Con el correr de pocos años la niña se había convertido en una bella jovencita de ojos negros, piel de clara canela y cabellera de azabache. Alguien le dijo a nuestro cabalgante, cuyo nombre era Raymundo, después de que él hiciera discretas pesquisas que el nombre de la muchacha era Amanda. -¿Amanda?- preguntó extrañado -¿No es Amanda la…?- no terminó la pregunta –Si, es ella, la Princesa Amanda, hija única del Rey Sigfrido III de Kimeria.-
Sin hacer su presencia obvia, Raymundo comenzó a interesarse en ella y a observarla en silencio desde cierta distancia. Así un día, cuando caía la tarde, la princesa salió a un balcón del castillo entonando una cancioncita mientras desde el interior se escuchaba siendo acompañada con una lira, o quizás era un arpa tañidas por su nodriza. La jovencita cantaba con una voz entonada, agradable y alegre:
-Soy niña y enamorada
de lo bello de la vida,
gozo de la alborada
y mi perrita querida
de pájaro y flores gozo,
de música y poesía
y del baile el alborozo.-
Raymundo no pudo más, quedó al instante flechado por la encantadora moza.
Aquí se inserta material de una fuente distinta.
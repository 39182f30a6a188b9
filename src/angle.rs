//! Angle utilities shared by the candidate filter and tests.

/// Unsigned angle from horizontal in degrees, folded into [0, 90].
///
/// Computed as `|atan2(dy, dx)|` with angles above 90° reflected via
/// `180 - angle`. A vertical displacement (`dx == 0`) maps to exactly 90°.
#[inline]
pub fn fold_to_horizontal_deg(dx: f32, dy: f32) -> f32 {
    if dx == 0.0 {
        return 90.0;
    }
    let deg = dy.atan2(dx).abs().to_degrees();
    if deg > 90.0 {
        180.0 - deg
    } else {
        deg
    }
}
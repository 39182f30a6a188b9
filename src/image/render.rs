//! Overlay rendering for detection results.
//!
//! The detection core returns geometry only; drawing it back onto an image
//! is a collaborator concern, kept here so the demo binary stays thin.
use super::RgbBufferU8;
use crate::types::HorizonLine;

/// Draw a horizon line into `img` with the given color and vertical
/// thickness in pixels.
///
/// The line is rasterized column by column since it spans the full width by
/// construction; the vertical degenerate case strokes a single column.
/// Out-of-bounds rows are skipped, matching the unclamped projector output.
pub fn draw_horizon(img: &mut RgbBufferU8, line: &HorizonLine, color: [u8; 3], thickness: u32) {
    let w = img.width();
    let h = img.height();
    if w == 0 || h == 0 {
        return;
    }
    let half = (thickness.max(1) / 2) as i32;

    if line.x_left == line.x_right {
        let x = line.x_left;
        if x < 0 || x >= w as i32 {
            return;
        }
        for y in 0..h {
            for dx in -half..=half {
                let xi = x + dx;
                if xi >= 0 && (xi as usize) < w {
                    img.set(xi as usize, y, color);
                }
            }
        }
        return;
    }

    let span = (line.x_right - line.x_left) as f32;
    let dy = (line.y_right - line.y_left) as f32;
    for x in 0..w {
        let t = (x as i32 - line.x_left) as f32 / span;
        let y = (line.y_left as f32 + t * dy).round() as i32;
        for off in -half..=half {
            let yi = y + off;
            if yi >= 0 && (yi as usize) < h {
                img.set(x, yi as usize, color);
            }
        }
    }
}
//! Raster types used across the pipeline.
//!
//! The core works on two representations:
//!
//! - [`RgbU8`], a borrowed interleaved-RGB view over caller-owned bytes.
//!   Decoding file formats into this shape is the collaborator's job
//!   (see [`io`]).
//! - [`ImageF32`], an owned single-channel float raster used by the
//!   smoothing and gradient stages. Intensity values live on the 0..255
//!   scale so the Canny thresholds keep their 8-bit meaning.
//!
//! Each stage produces a fresh raster rather than mutating its input.

pub mod f32;
pub mod io;
pub mod render;
pub mod rgb;

pub use self::f32::ImageF32;
pub use self::io::RgbBufferU8;
pub use self::rgb::RgbU8;
//! Sobel image gradients with per-pixel magnitude.
//!
//! Convolves the 3×3 Sobel kernel pair with border clamping (replicate) and
//! stores `gx`, `gy` and `mag = sqrt(gx^2 + gy^2)` as float rasters.
//! With intensity on the 0..255 scale the magnitude is directly comparable
//! to 8-bit hysteresis thresholds.
use crate::image::ImageF32;

type Kernel3 = [[f32; 3]; 3];

const SOBEL_KERNEL_X: Kernel3 = [[-1.0, 0.0, 1.0], [-2.0, 0.0, 2.0], [-1.0, 0.0, 1.0]];
const SOBEL_KERNEL_Y: Kernel3 = [[-1.0, -2.0, -1.0], [0.0, 0.0, 0.0], [1.0, 2.0, 1.0]];

/// Per-pixel gradient buffers.
#[derive(Clone, Debug)]
pub struct Grad {
    /// Horizontal derivative (convolution with kernel X)
    pub gx: ImageF32,
    /// Vertical derivative (convolution with kernel Y)
    pub gy: ImageF32,
    /// Euclidean magnitude per pixel: `sqrt(gx^2 + gy^2)`
    pub mag: ImageF32,
}

/// Compute Sobel gradients on a single-channel float raster.
pub fn sobel_gradients(l: &ImageF32) -> Grad {
    let w = l.w;
    let h = l.h;
    let mut gx = ImageF32::new(w, h);
    let mut gy = ImageF32::new(w, h);
    let mut mag = ImageF32::new(w, h);

    if w == 0 || h == 0 {
        return Grad { gx, gy, mag };
    }

    for y in 0..h {
        let y_idx = [y.saturating_sub(1), y, (y + 1).min(h - 1)];
        let rows = [l.row(y_idx[0]), l.row(y_idx[1]), l.row(y_idx[2])];
        let out_gx = gx.row_mut(y);
        let out_gy = gy.row_mut(y);
        let out_mag = mag.row_mut(y);
        for x in 0..w {
            let x_idx = [x.saturating_sub(1), x, (x + 1).min(w - 1)];

            let mut sum_x = 0.0;
            let mut sum_y = 0.0;
            for (ky, row) in rows.iter().enumerate() {
                let kx_row = &SOBEL_KERNEL_X[ky];
                let ky_row = &SOBEL_KERNEL_Y[ky];
                sum_x += row[x_idx[0]] * kx_row[0]
                    + row[x_idx[1]] * kx_row[1]
                    + row[x_idx[2]] * kx_row[2];
                sum_y += row[x_idx[0]] * ky_row[0]
                    + row[x_idx[1]] * ky_row[1]
                    + row[x_idx[2]] * ky_row[2];
            }

            out_gx[x] = sum_x;
            out_gy[x] = sum_y;
            out_mag[x] = (sum_x * sum_x + sum_y * sum_y).sqrt();
        }
    }

    Grad { gx, gy, mag }
}
//! I/O helpers for RGB rasters and JSON reports.
//!
//! - `load_rgb_image`: decode a PNG/JPEG/BMP/TIFF file into an owned RGB
//!   buffer.
//! - `RgbBufferU8::save_png`: write an owned buffer back to disk.
//! - `write_json_file`: pretty-print a serializable value to disk.
//!
//! Decoding failures are surfaced here and never reach the detection core,
//! which only consumes in-memory rasters.
use super::RgbU8;
use image::{ImageBuffer, Rgb, RgbImage};
use serde::Serialize;
use std::fs;
use std::path::Path;

/// Owned interleaved RGB buffer with borrowed view conversion.
#[derive(Clone, Debug)]
pub struct RgbBufferU8 {
    width: usize,
    height: usize,
    stride: usize,
    data: Vec<u8>,
}

impl RgbBufferU8 {
    /// Construct an owned buffer from raw interleaved RGB bytes
    /// (`3 * width * height` of them).
    pub fn new(width: usize, height: usize, data: Vec<u8>) -> Self {
        let stride = width * 3;
        Self {
            width,
            height,
            stride,
            data,
        }
    }

    pub fn width(&self) -> usize {
        self.width
    }

    pub fn height(&self) -> usize {
        self.height
    }

    /// Borrow as a read-only [`RgbU8`] view.
    pub fn as_view(&self) -> RgbU8<'_> {
        RgbU8 {
            w: self.width,
            h: self.height,
            stride: self.stride,
            data: &self.data,
        }
    }

    #[inline]
    pub fn set(&mut self, x: usize, y: usize, px: [u8; 3]) {
        let i = y * self.stride + x * 3;
        self.data[i..i + 3].copy_from_slice(&px);
    }

    /// Save the buffer as a PNG.
    pub fn save_png(&self, path: &Path) -> Result<(), String> {
        ensure_parent_dir(path)?;
        let img: ImageBuffer<Rgb<u8>, Vec<u8>> =
            RgbImage::from_raw(self.width as u32, self.height as u32, self.data.clone())
                .ok_or_else(|| "Failed to create image buffer".to_string())?;
        img.save(path)
            .map_err(|e| format!("Failed to save {}: {e}", path.display()))
    }
}

/// Load an image from disk and convert to interleaved 8-bit RGB.
pub fn load_rgb_image(path: &Path) -> Result<RgbBufferU8, String> {
    let img = image::open(path)
        .map_err(|e| format!("Failed to open {}: {e}", path.display()))?
        .into_rgb8();
    let width = img.width() as usize;
    let height = img.height() as usize;
    let data = img.into_raw();
    Ok(RgbBufferU8::new(width, height, data))
}

/// Serialize a value as pretty JSON to `path`, creating parent directories.
pub fn write_json_file<T: Serialize>(path: &Path, value: &T) -> Result<(), String> {
    ensure_parent_dir(path)?;
    let json = serde_json::to_string_pretty(value)
        .map_err(|e| format!("Failed to serialize JSON for {}: {e}", path.display()))?;
    fs::write(path, json).map_err(|e| format!("Failed to write JSON {}: {e}", path.display()))
}

fn ensure_parent_dir(path: &Path) -> Result<(), String> {
    if let Some(parent) = path.parent() {
        if !parent.as_os_str().is_empty() {
            fs::create_dir_all(parent)
                .map_err(|e| format!("Failed to create {}: {e}", parent.display()))?;
        }
    }
    Ok(())
}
Aunque él no era cantante, era aficionado a recitar con rica y modulada voz, odas y pequeños poemas que le había enseñado el viejo labriego, su padre, y decidió que esa noche le llevaría serenata al compás de una laúd, muy popular en esos días. Cuando notó que la luz brillaba en aquella recámara, comenzó a tocar el instrumento para llamar la atención de la princesa y después de unos instantes así le recitaba:
-Asoma tu rostro, niña,
acércate a tu balcón,
los luceros de tus ojos
iluminen mi canción.
Regálame una sonrisa
u obséquiame una rosa
que con mirada sumisa
he de adorarte, preciosa.-
La princesa sorprendida y curiosa, salió pronto a la ventana y notó que el caballero desde abajo la admiraba. Este se puso feliz por lo bueno de su fortuna.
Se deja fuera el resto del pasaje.